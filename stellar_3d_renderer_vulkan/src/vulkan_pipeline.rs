/// Pipeline - Vulkan implementation of the Pipeline trait (graphics and ray tracing)

use stellar_3d_renderer::stellar3d::{Result, Error};
use stellar_3d_renderer::stellar3d::render::{
    ColorBlend, DescriptorSetLayoutDesc, GraphicsPipelineDesc, Pipeline as RendererPipeline,
    PipelineBindPoint, PushConstantRange, RenderPass as RendererRenderPass,
    Shader as RendererShader, VertexInputRate,
};
use stellar_3d_renderer::engine_err;
use ash::vk;
use std::sync::Arc;

use crate::vulkan_context::GpuContext;
use crate::vulkan_format::{
    compare_op_to_vk, cull_mode_to_vk, descriptor_type_to_vk, front_face_to_vk,
    shader_stage_flags_to_vk, texture_format_to_vk,
};
use crate::vulkan_ray_tracing::ShaderBindingTable;
use crate::vulkan_render_pass::RenderPass;
use crate::vulkan_shader::{check_reflected_bindings, Shader};

/// Vulkan pipeline implementation
pub struct Pipeline {
    ctx: Arc<GpuContext>,
    pub(crate) pipeline: vk::Pipeline,
    pub(crate) pipeline_layout: vk::PipelineLayout,
    /// One per declared set, indexed by set number
    pub(crate) descriptor_set_layouts: Vec<vk::DescriptorSetLayout>,
    set_layouts: Vec<DescriptorSetLayoutDesc>,
    push_constant_ranges: Vec<PushConstantRange>,
    bind_point: PipelineBindPoint,
    /// Shader binding table (ray tracing pipelines only)
    pub(crate) sbt: Option<ShaderBindingTable>,
}

/// Downcast an engine shader to the Vulkan shader
pub(crate) fn vk_shader(shader: &Arc<dyn RendererShader>) -> &Shader {
    unsafe { &*(shader.as_ref() as *const dyn RendererShader as *const Shader) }
}

impl Pipeline {
    /// Create the descriptor set layouts and the pipeline layout; the
    /// pipeline handle itself is filled in by the caller
    pub(crate) fn with_layout(
        ctx: Arc<GpuContext>,
        bind_point: PipelineBindPoint,
        set_layouts: Vec<DescriptorSetLayoutDesc>,
        push_constant_ranges: Vec<PushConstantRange>,
    ) -> Result<Self> {
        let mut result = Self {
            ctx,
            pipeline: vk::Pipeline::null(),
            pipeline_layout: vk::PipelineLayout::null(),
            descriptor_set_layouts: Vec::with_capacity(set_layouts.len()),
            set_layouts,
            push_constant_ranges,
            bind_point,
            sbt: None,
        };

        unsafe {
            for layout_desc in &result.set_layouts {
                let bindings: Vec<vk::DescriptorSetLayoutBinding> = layout_desc.bindings
                    .iter()
                    .map(|entry| {
                        vk::DescriptorSetLayoutBinding::default()
                            .binding(entry.binding)
                            .descriptor_type(descriptor_type_to_vk(entry.descriptor_type))
                            .descriptor_count(1)
                            .stage_flags(shader_stage_flags_to_vk(entry.stages))
                    })
                    .collect();

                let layout_create = vk::DescriptorSetLayoutCreateInfo::default().bindings(&bindings);
                let ds_layout = result.ctx.device.create_descriptor_set_layout(&layout_create, None)
                    .map_err(|e| engine_err!("stellar3d::vulkan", "Failed to create descriptor set layout: {:?}", e))?;
                result.descriptor_set_layouts.push(ds_layout);
            }

            let push_constant_ranges: Vec<vk::PushConstantRange> = result.push_constant_ranges
                .iter()
                .map(|range| vk::PushConstantRange {
                    stage_flags: shader_stage_flags_to_vk(range.stages),
                    offset: range.offset,
                    size: range.size,
                })
                .collect();

            let layout_create_info = vk::PipelineLayoutCreateInfo::default()
                .set_layouts(&result.descriptor_set_layouts)
                .push_constant_ranges(&push_constant_ranges);

            result.pipeline_layout = result.ctx.device.create_pipeline_layout(&layout_create_info, None)
                .map_err(|e| engine_err!("stellar3d::vulkan", "Failed to create pipeline layout: {:?}", e))?;
        }

        Ok(result)
    }

    pub(crate) fn new_graphics(ctx: Arc<GpuContext>, desc: &GraphicsPipelineDesc) -> Result<Self> {
        let vertex_shader = vk_shader(desc.vertex_shader);
        let fragment_shader = desc.fragment_shader.map(vk_shader);

        let mut reflections = vec![vertex_shader.reflection()];
        reflections.extend(fragment_shader.map(Shader::reflection));
        check_reflected_bindings(desc.label, &reflections, &desc.set_layouts)?;

        let vk_render_pass = unsafe {
            &*(desc.render_pass.as_ref() as *const dyn RendererRenderPass as *const RenderPass)
        };
        if desc.subpass >= desc.render_pass.subpass_count() {
            return Err(Error::InvalidResource(format!(
                "pipeline '{}' targets subpass {} of a render pass with {} subpasses",
                desc.label,
                desc.subpass,
                desc.render_pass.subpass_count()
            )));
        }

        let mut result = Self::with_layout(
            ctx,
            PipelineBindPoint::Graphics,
            desc.set_layouts.clone(),
            desc.push_constant_ranges.clone(),
        )?;

        let mut shader_stages = vec![
            vk::PipelineShaderStageCreateInfo::default()
                .stage(vk::ShaderStageFlags::VERTEX)
                .module(vertex_shader.module)
                .name(&vertex_shader.entry_point),
        ];
        if let Some(fragment_shader) = fragment_shader {
            shader_stages.push(
                vk::PipelineShaderStageCreateInfo::default()
                    .stage(vk::ShaderStageFlags::FRAGMENT)
                    .module(fragment_shader.module)
                    .name(&fragment_shader.entry_point),
            );
        }

        let vertex_bindings: Vec<vk::VertexInputBindingDescription> = desc.vertex_layout.bindings
            .iter()
            .map(|binding| vk::VertexInputBindingDescription {
                binding: binding.binding,
                stride: binding.stride,
                input_rate: match binding.input_rate {
                    VertexInputRate::Vertex => vk::VertexInputRate::VERTEX,
                    VertexInputRate::Instance => vk::VertexInputRate::INSTANCE,
                },
            })
            .collect();

        let vertex_attributes: Vec<vk::VertexInputAttributeDescription> = desc.vertex_layout.attributes
            .iter()
            .map(|attribute| vk::VertexInputAttributeDescription {
                location: attribute.location,
                binding: attribute.binding,
                format: texture_format_to_vk(attribute.format),
                offset: attribute.offset,
            })
            .collect();

        let vertex_input_state = vk::PipelineVertexInputStateCreateInfo::default()
            .vertex_binding_descriptions(&vertex_bindings)
            .vertex_attribute_descriptions(&vertex_attributes);

        let input_assembly_state = vk::PipelineInputAssemblyStateCreateInfo::default()
            .topology(vk::PrimitiveTopology::TRIANGLE_LIST)
            .primitive_restart_enable(false);

        // Viewport and scissor are dynamic
        let viewport_state = vk::PipelineViewportStateCreateInfo::default()
            .viewport_count(1)
            .scissor_count(1);

        let mut rasterization_state = vk::PipelineRasterizationStateCreateInfo::default()
            .depth_clamp_enable(false)
            .rasterizer_discard_enable(false)
            .polygon_mode(vk::PolygonMode::FILL)
            .line_width(1.0)
            .cull_mode(cull_mode_to_vk(desc.cull_mode))
            .front_face(front_face_to_vk(desc.front_face));
        if let Some(bias) = desc.depth.bias {
            rasterization_state = rasterization_state
                .depth_bias_enable(true)
                .depth_bias_constant_factor(bias.constant)
                .depth_bias_slope_factor(bias.slope);
        }

        let depth_stencil_state = vk::PipelineDepthStencilStateCreateInfo::default()
            .depth_test_enable(desc.depth.test)
            .depth_write_enable(desc.depth.write)
            .depth_compare_op(compare_op_to_vk(desc.depth.compare))
            .depth_bounds_test_enable(false)
            .stencil_test_enable(false);

        let multisample_state = vk::PipelineMultisampleStateCreateInfo::default()
            .sample_shading_enable(false)
            .rasterization_samples(vk::SampleCountFlags::TYPE_1);

        let blend_attachment = match desc.blend {
            ColorBlend::Opaque => vk::PipelineColorBlendAttachmentState::default()
                .color_write_mask(vk::ColorComponentFlags::RGBA)
                .blend_enable(false),
            ColorBlend::AlphaBlend => vk::PipelineColorBlendAttachmentState::default()
                .color_write_mask(vk::ColorComponentFlags::RGBA)
                .blend_enable(true)
                .src_color_blend_factor(vk::BlendFactor::SRC_ALPHA)
                .dst_color_blend_factor(vk::BlendFactor::ONE_MINUS_SRC_ALPHA)
                .color_blend_op(vk::BlendOp::ADD)
                .src_alpha_blend_factor(vk::BlendFactor::ONE)
                .dst_alpha_blend_factor(vk::BlendFactor::ZERO)
                .alpha_blend_op(vk::BlendOp::ADD),
        };
        let blend_attachments = vec![blend_attachment; desc.color_attachment_count as usize];

        let color_blend_state = vk::PipelineColorBlendStateCreateInfo::default()
            .logic_op_enable(false)
            .attachments(&blend_attachments);

        let dynamic_states = [vk::DynamicState::VIEWPORT, vk::DynamicState::SCISSOR];
        let dynamic_state = vk::PipelineDynamicStateCreateInfo::default()
            .dynamic_states(&dynamic_states);

        let pipeline_create_info = vk::GraphicsPipelineCreateInfo::default()
            .stages(&shader_stages)
            .vertex_input_state(&vertex_input_state)
            .input_assembly_state(&input_assembly_state)
            .viewport_state(&viewport_state)
            .rasterization_state(&rasterization_state)
            .depth_stencil_state(&depth_stencil_state)
            .multisample_state(&multisample_state)
            .color_blend_state(&color_blend_state)
            .dynamic_state(&dynamic_state)
            .layout(result.pipeline_layout)
            .render_pass(vk_render_pass.render_pass)
            .subpass(desc.subpass);

        let pipelines = unsafe {
            result.ctx.device.create_graphics_pipelines(
                vk::PipelineCache::null(),
                &[pipeline_create_info],
                None,
            )
            .map_err(|e| engine_err!("stellar3d::vulkan", "Failed to create graphics pipeline '{}': {:?}", desc.label, e.1))?
        };
        result.pipeline = pipelines[0];

        Ok(result)
    }

    pub(crate) fn vk_bind_point(&self) -> vk::PipelineBindPoint {
        match self.bind_point {
            PipelineBindPoint::Graphics => vk::PipelineBindPoint::GRAPHICS,
            PipelineBindPoint::RayTracing => vk::PipelineBindPoint::RAY_TRACING_KHR,
        }
    }
}

impl RendererPipeline for Pipeline {
    fn bind_point(&self) -> PipelineBindPoint {
        self.bind_point
    }

    fn set_layouts(&self) -> &[DescriptorSetLayoutDesc] {
        &self.set_layouts
    }

    fn push_constant_ranges(&self) -> &[PushConstantRange] {
        &self.push_constant_ranges
    }
}

impl Drop for Pipeline {
    fn drop(&mut self) {
        unsafe {
            if self.pipeline != vk::Pipeline::null() {
                self.ctx.device.destroy_pipeline(self.pipeline, None);
            }
            if self.pipeline_layout != vk::PipelineLayout::null() {
                self.ctx.device.destroy_pipeline_layout(self.pipeline_layout, None);
            }
            for &layout in &self.descriptor_set_layouts {
                self.ctx.device.destroy_descriptor_set_layout(layout, None);
            }
        }
    }
}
────────────────────────────────────────
→ INSTRUCTIONS FOR THE TASK: Please retype, exactly as written, every line from the line containing "self.ctx.device.destroy_descriptor_set_layout(layout, None);" through the last line of the records above, including both of those lines, and nothing else.

→ SOLUTION:
                self.ctx.device.destroy_descriptor_set_layout(layout, None);
            }
        }
    }
}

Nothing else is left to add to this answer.